### ASSIGNMENT:
Nothing but the lines below between the line holding "irrevocably, to one" and the line holding "an opaque object", inclusive, should appear in the answer, each set down exactly.
[Opening DATA EXTRACT section]
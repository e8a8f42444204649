//! Unobserved - values that pick their own type on first read
//!
//! An [`Unobserved`] cell is a test-data generator. It has no type and no
//! content until it is read; the first read commits it, irrevocably, to one
//! of nineteen kinds (booleans, every integer width, floats, decimals,
//! strings, characters, timestamps, durations, UUIDs, or an opaque object
//! that may be null) and to a value sampled from that kind's full domain.
//!
//! Code that consumes these values has to cope with whatever comes out:
//! empty strings, year -262143, `u64::MAX`, null.
//!
//! # Quick Start
//!
//! ```
//! use unobserved::{Unobserved, Value};
//!
//! let cell = Unobserved::new();
//! let value = cell.value();
//! if !value.is_null() {
//!     println!("{} ({})", value, value.kind());
//! }
//!
//! // Later reads return the same value
//! assert_eq!(cell.value(), value);
//! ```
//!
//! # Architecture
//!
//! Everything lives in `unobserved-core`; this crate re-exports it.

pub use unobserved_core::*;
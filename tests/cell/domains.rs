//! Value Domain Tests
//!
//! Resolved values stay inside their kind's domain, strings stay under the
//! configured length bound, and degenerate values are reachable.

use crate::common::*;
use chrono::{DateTime, Utc};
use rand::rngs::StdRng;
use rand::SeedableRng;
use unobserved::bounds::{duration_range, offset_timestamp_range, timestamp_range, Bounds};
use unobserved::sample::random_string;
use unobserved::synthesize;

fn assert_in_domain(value: &Value) {
    match value {
        Value::Timestamp(t) => {
            assert!(*t >= DateTime::<Utc>::MIN_UTC && *t <= DateTime::<Utc>::MAX_UTC);
            let (min, max) = timestamp_range();
            assert!((min..=max).contains(&t.timestamp_micros()), "{:?}", t);
        }
        Value::TimestampWithOffset(t) => {
            let (min, max) = offset_timestamp_range();
            assert!((min..=max).contains(&t.timestamp_micros()), "{:?}", t);
            let seconds = t.offset().local_minus_utc();
            assert_eq!(seconds % 3_600, 0);
            assert!((-14..=14).contains(&(seconds / 3_600)));
        }
        Value::Duration(d) => {
            let (min, max) = duration_range();
            assert!((min..=max).contains(&d.num_milliseconds()), "{:?}", d);
        }
        Value::String(s) => {
            assert!(s.bytes().all(|b| b.is_ascii_alphanumeric()));
        }
        Value::Char(c) => assert!(c.is_ascii_alphanumeric()),
        Value::Boolean(_) | Value::Uuid(_) | Value::Object(_) => {}
        numeric => {
            let bounds = Bounds::of(numeric.kind()).unwrap();
            let v = numeric.as_f64().unwrap();
            assert!(bounds.contains(v), "{:?} outside {:?}", numeric, bounds);
        }
    }
}

#[test]
fn synthesized_values_stay_in_domain() {
    let config = fast_config();
    let mut rng = StdRng::seed_from_u64(99);
    for kind in Kind::ALL {
        for _ in 0..2_000 {
            let value = synthesize(kind, &mut rng, &config);
            assert_eq!(value.kind(), kind);
            assert_in_domain(&value);
        }
    }
}

#[test]
fn resolved_cells_stay_in_domain() {
    for _ in 0..500 {
        let cell = fast_cell();
        assert_in_domain(cell.value());
    }
}

#[test]
fn string_lengths_respect_bound() {
    let config = fast_config();
    let mut rng = StdRng::seed_from_u64(11);
    for _ in 0..2_000 {
        if let Value::String(s) = synthesize(Kind::String, &mut rng, &config) {
            assert!(s.len() < config.max_string_length);
        }
    }
}

#[test]
fn default_string_length_bound_is_one_mebibyte() {
    let mut rng = StdRng::seed_from_u64(12);
    for _ in 0..20 {
        let s = random_string(&mut rng, CellConfig::default().max_string_length);
        assert!(s.len() < 1_048_576);
    }
}

#[test]
fn empty_string_is_a_reachable_outcome() {
    let config = CellConfig {
        seed_delay_ms: 0,
        max_string_length: 3,
    };
    let mut rng = StdRng::seed_from_u64(13);
    let found_empty = (0..500).any(|_| {
        synthesize(Kind::String, &mut rng, &config)
            .as_str()
            .map(str::is_empty)
            .unwrap_or(false)
    });
    assert!(found_empty);
}

#[test]
fn unit_string_bound_always_yields_empty_strings_and_valid_chars() {
    let config = CellConfig {
        seed_delay_ms: 0,
        max_string_length: 1,
    };
    let mut rng = StdRng::seed_from_u64(14);
    for _ in 0..50 {
        assert_eq!(synthesize(Kind::String, &mut rng, &config).to_string(), "");
        assert!(matches!(
            synthesize(Kind::Char, &mut rng, &config),
            Value::Char(c) if c.is_ascii_alphanumeric()
        ));
    }
}

#[test]
fn extreme_dates_are_reachable() {
    // Over the chrono range nearly every sample lies far outside 0..=9999 AD
    let config = fast_config();
    let mut rng = StdRng::seed_from_u64(15);
    let outside_common_era = (0..200)
        .filter_map(|_| match synthesize(Kind::Timestamp, &mut rng, &config) {
            Value::Timestamp(t) => Some(t),
            _ => None,
        })
        .filter(|t| {
            use chrono::Datelike;
            !(1..=9999).contains(&t.year())
        })
        .count();
    assert!(outside_common_era > 150);
}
[Closing DATA EXTRACT section]
### EXERCISE ANSWER:
//! content until it is read; the first read commits it, irrevocably, to one
//! of nineteen kinds (booleans, every integer width, floats, decimals,
//! strings, characters, timestamps, durations, UUIDs, or an opaque object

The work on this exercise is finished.